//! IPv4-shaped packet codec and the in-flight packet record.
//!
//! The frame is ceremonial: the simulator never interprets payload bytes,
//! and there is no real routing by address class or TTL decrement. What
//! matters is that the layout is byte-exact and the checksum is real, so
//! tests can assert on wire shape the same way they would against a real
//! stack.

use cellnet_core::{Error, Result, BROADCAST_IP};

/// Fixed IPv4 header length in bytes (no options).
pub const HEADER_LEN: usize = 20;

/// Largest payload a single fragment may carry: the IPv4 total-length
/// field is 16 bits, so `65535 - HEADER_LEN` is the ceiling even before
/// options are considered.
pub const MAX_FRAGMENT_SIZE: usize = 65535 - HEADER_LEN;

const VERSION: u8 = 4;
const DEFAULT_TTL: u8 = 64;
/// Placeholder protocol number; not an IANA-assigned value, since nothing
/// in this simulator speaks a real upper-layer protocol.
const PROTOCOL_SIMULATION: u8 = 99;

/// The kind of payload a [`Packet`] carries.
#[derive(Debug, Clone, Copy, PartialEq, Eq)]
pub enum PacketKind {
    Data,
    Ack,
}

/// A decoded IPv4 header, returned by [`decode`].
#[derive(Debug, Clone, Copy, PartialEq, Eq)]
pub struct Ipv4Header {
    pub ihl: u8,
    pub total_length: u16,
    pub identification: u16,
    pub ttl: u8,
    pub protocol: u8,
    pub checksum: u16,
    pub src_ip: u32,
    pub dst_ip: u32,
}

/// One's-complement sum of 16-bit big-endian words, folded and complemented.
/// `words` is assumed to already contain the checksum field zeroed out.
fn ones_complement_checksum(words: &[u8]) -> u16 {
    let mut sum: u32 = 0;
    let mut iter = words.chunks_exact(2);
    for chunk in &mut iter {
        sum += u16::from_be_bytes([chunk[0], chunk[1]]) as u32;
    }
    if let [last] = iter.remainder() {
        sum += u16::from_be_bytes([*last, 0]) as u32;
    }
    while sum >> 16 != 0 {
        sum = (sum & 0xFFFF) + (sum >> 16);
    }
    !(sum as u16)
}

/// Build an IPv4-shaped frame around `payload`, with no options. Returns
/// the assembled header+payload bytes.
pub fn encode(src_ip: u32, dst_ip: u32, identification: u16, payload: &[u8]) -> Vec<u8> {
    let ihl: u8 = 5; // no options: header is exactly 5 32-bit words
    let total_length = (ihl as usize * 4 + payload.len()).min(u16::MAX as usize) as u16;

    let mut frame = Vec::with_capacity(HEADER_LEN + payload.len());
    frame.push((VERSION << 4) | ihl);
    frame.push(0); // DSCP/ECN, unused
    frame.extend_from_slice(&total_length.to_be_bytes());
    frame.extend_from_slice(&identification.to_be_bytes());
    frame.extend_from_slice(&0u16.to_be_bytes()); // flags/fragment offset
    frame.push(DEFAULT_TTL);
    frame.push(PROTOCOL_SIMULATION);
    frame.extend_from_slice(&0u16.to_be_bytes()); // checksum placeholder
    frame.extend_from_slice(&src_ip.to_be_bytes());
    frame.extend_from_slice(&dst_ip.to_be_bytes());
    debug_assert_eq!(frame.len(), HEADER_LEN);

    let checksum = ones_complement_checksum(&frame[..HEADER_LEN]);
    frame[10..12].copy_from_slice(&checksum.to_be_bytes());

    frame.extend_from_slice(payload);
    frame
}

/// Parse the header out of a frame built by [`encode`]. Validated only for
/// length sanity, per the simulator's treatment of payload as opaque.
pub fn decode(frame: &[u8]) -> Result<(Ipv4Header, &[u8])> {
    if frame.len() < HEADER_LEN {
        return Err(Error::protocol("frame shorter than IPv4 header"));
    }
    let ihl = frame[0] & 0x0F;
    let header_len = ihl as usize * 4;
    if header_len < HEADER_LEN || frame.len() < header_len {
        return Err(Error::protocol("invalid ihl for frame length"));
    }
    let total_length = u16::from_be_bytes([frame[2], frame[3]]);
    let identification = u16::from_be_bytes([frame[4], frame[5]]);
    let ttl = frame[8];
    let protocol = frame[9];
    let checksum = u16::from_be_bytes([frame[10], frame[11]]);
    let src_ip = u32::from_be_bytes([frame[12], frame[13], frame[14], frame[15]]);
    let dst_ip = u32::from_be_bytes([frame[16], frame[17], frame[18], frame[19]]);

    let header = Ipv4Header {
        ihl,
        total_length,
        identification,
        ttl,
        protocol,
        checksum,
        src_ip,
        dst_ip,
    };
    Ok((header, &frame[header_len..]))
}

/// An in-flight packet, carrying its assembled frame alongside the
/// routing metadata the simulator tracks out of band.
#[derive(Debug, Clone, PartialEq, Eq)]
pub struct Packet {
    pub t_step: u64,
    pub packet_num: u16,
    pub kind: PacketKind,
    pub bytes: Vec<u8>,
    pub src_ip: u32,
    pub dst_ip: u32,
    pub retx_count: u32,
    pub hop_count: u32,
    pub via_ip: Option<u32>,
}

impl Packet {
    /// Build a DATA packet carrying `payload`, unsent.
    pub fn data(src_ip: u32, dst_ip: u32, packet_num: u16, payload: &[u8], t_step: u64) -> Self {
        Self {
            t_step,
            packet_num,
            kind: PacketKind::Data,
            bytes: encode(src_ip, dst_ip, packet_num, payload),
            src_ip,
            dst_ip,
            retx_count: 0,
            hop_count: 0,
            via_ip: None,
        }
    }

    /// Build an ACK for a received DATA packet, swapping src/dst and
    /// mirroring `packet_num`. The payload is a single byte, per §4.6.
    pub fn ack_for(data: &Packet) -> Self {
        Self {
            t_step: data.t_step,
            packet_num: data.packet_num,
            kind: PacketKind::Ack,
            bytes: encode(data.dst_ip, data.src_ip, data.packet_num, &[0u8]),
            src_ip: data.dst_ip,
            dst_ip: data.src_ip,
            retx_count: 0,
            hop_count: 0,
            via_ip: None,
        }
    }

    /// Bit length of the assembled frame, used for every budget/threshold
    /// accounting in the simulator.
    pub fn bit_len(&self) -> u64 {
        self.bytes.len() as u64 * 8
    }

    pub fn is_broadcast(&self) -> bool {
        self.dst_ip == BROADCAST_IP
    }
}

- _EXERCISE_: Give back the data above exactly, so that every line matches.

- _WORKED SOLUTION_:
//! IPv4-shaped packet codec and the in-flight packet record.
//!
//! The frame is ceremonial: the simulator never interprets payload bytes,
//! and there is no real routing by address class or TTL decrement. What
//! matters is that the layout is byte-exact and the checksum is real, so
//! tests can assert on wire shape the same way they would against a real
//! stack.

use cellnet_core::{Error, Result, BROADCAST_IP};

/// Fixed IPv4 header length in bytes (no options).
pub const HEADER_LEN: usize = 20;

/// Largest payload a single fragment may carry: the IPv4 total-length
/// field is 16 bits, so `65535 - HEADER_LEN` is the ceiling even before
/// options are considered.
pub const MAX_FRAGMENT_SIZE: usize = 65535 - HEADER_LEN;

const VERSION: u8 = 4;
const DEFAULT_TTL: u8 = 64;
/// Placeholder protocol number; not an IANA-assigned value, since nothing
/// in this simulator speaks a real upper-layer protocol.
const PROTOCOL_SIMULATION: u8 = 99;

/// The kind of payload a [`Packet`] carries.
#[derive(Debug, Clone, Copy, PartialEq, Eq)]
pub enum PacketKind {
    Data,
    Ack,
}

/// A decoded IPv4 header, returned by [`decode`].
#[derive(Debug, Clone, Copy, PartialEq, Eq)]
pub struct Ipv4Header {
    pub ihl: u8,
    pub total_length: u16,
    pub identification: u16,
    pub ttl: u8,
    pub protocol: u8,
    pub checksum: u16,
    pub src_ip: u32,
    pub dst_ip: u32,
}

/// One's-complement sum of 16-bit big-endian words, folded and complemented.
/// `words` is assumed to already contain the checksum field zeroed out.
fn ones_complement_checksum(words: &[u8]) -> u16 {
    let mut sum: u32 = 0;
    let mut iter = words.chunks_exact(2);
    for chunk in &mut iter {
        sum += u16::from_be_bytes([chunk[0], chunk[1]]) as u32;
    }
    if let [last] = iter.remainder() {
        sum += u16::from_be_bytes([*last, 0]) as u32;
    }
    while sum >> 16 != 0 {
        sum = (sum & 0xFFFF) + (sum >> 16);
    }
    !(sum as u16)
}

/// Build an IPv4-shaped frame around `payload`, with no options. Returns
/// the assembled header+payload bytes.
pub fn encode(src_ip: u32, dst_ip: u32, identification: u16, payload: &[u8]) -> Vec<u8> {
    let ihl: u8 = 5; // no options: header is exactly 5 32-bit words
    let total_length = (ihl as usize * 4 + payload.len()).min(u16::MAX as usize) as u16;

    let mut frame = Vec::with_capacity(HEADER_LEN + payload.len());
    frame.push((VERSION << 4) | ihl);
    frame.push(0); // DSCP/ECN, unused
    frame.extend_from_slice(&total_length.to_be_bytes());
    frame.extend_from_slice(&identification.to_be_bytes());
    frame.extend_from_slice(&0u16.to_be_bytes()); // flags/fragment offset
    frame.push(DEFAULT_TTL);
    frame.push(PROTOCOL_SIMULATION);
    frame.extend_from_slice(&0u16.to_be_bytes()); // checksum placeholder
    frame.extend_from_slice(&src_ip.to_be_bytes());
    frame.extend_from_slice(&dst_ip.to_be_bytes());
    debug_assert_eq!(frame.len(), HEADER_LEN);

    let checksum = ones_complement_checksum(&frame[..HEADER_LEN]);
    frame[10..12].copy_from_slice(&checksum.to_be_bytes());

    frame.extend_from_slice(payload);
    frame
}

/// Parse the header out of a frame built by [`encode`]. Validated only for
/// length sanity, per the simulator's treatment of payload as opaque.
pub fn decode(frame: &[u8]) -> Result<(Ipv4Header, &[u8])> {
    if frame.len() < HEADER_LEN {
        return Err(Error::protocol("frame shorter than IPv4 header"));
    }
    let ihl = frame[0] & 0x0F;
    let header_len = ihl as usize * 4;
    if header_len < HEADER_LEN || frame.len() < header_len {
        return Err(Error::protocol("invalid ihl for frame length"));
    }
    let total_length = u16::from_be_bytes([frame[2], frame[3]]);
    let identification = u16::from_be_bytes([frame[4], frame[5]]);
    let ttl = frame[8];
    let protocol = frame[9];
    let checksum = u16::from_be_bytes([frame[10], frame[11]]);
    let src_ip = u32::from_be_bytes([frame[12], frame[13], frame[14], frame[15]]);
    let dst_ip = u32::from_be_bytes([frame[16], frame[17], frame[18], frame[19]]);

    let header = Ipv4Header {
        ihl,
        total_length,
        identification,
        ttl,
        protocol,
        checksum,
        src_ip,
        dst_ip,
    };
    Ok((header, &frame[header_len..]))
}

/// An in-flight packet, carrying its assembled frame alongside the
/// routing metadata the simulator tracks out of band.
#[derive(Debug, Clone, PartialEq, Eq)]
pub struct Packet {
    pub t_step: u64,
    pub packet_num: u16,
    pub kind: PacketKind,
    pub bytes: Vec<u8>,
    pub src_ip: u32,
    pub dst_ip: u32,
    pub retx_count: u32,
    pub hop_count: u32,
    pub via_ip: Option<u32>,
}

impl Packet {
    /// Build a DATA packet carrying `payload`, unsent.
    pub fn data(src_ip: u32, dst_ip: u32, packet_num: u16, payload: &[u8], t_step: u64) -> Self {
        Self {
            t_step,
            packet_num,
            kind: PacketKind::Data,
            bytes: encode(src_ip, dst_ip, packet_num, payload),
            src_ip,
            dst_ip,
            retx_count: 0,
            hop_count: 0,
            via_ip: None,
        }
    }

    /// Build an ACK for a received DATA packet, swapping src/dst and
    /// mirroring `packet_num`. The payload is a single byte, per §4.6.
    pub fn ack_for(data: &Packet) -> Self {
        Self {
            t_step: data.t_step,
            packet_num: data.packet_num,
            kind: PacketKind::Ack,
            bytes: encode(data.dst_ip, data.src_ip, data.packet_num, &[0u8]),
            src_ip: data.dst_ip,
            dst_ip: data.src_ip,
            retx_count: 0,
            hop_count: 0,
            via_ip: None,
        }
    }

    /// Bit length of the assembled frame, used for every budget/threshold
    /// accounting in the simulator.
    pub fn bit_len(&self) -> u64 {
        self.bytes.len() as u64 * 8
    }

    pub fn is_broadcast(&self) -> bool {
        self.dst_ip == BROADCAST_IP
    }
}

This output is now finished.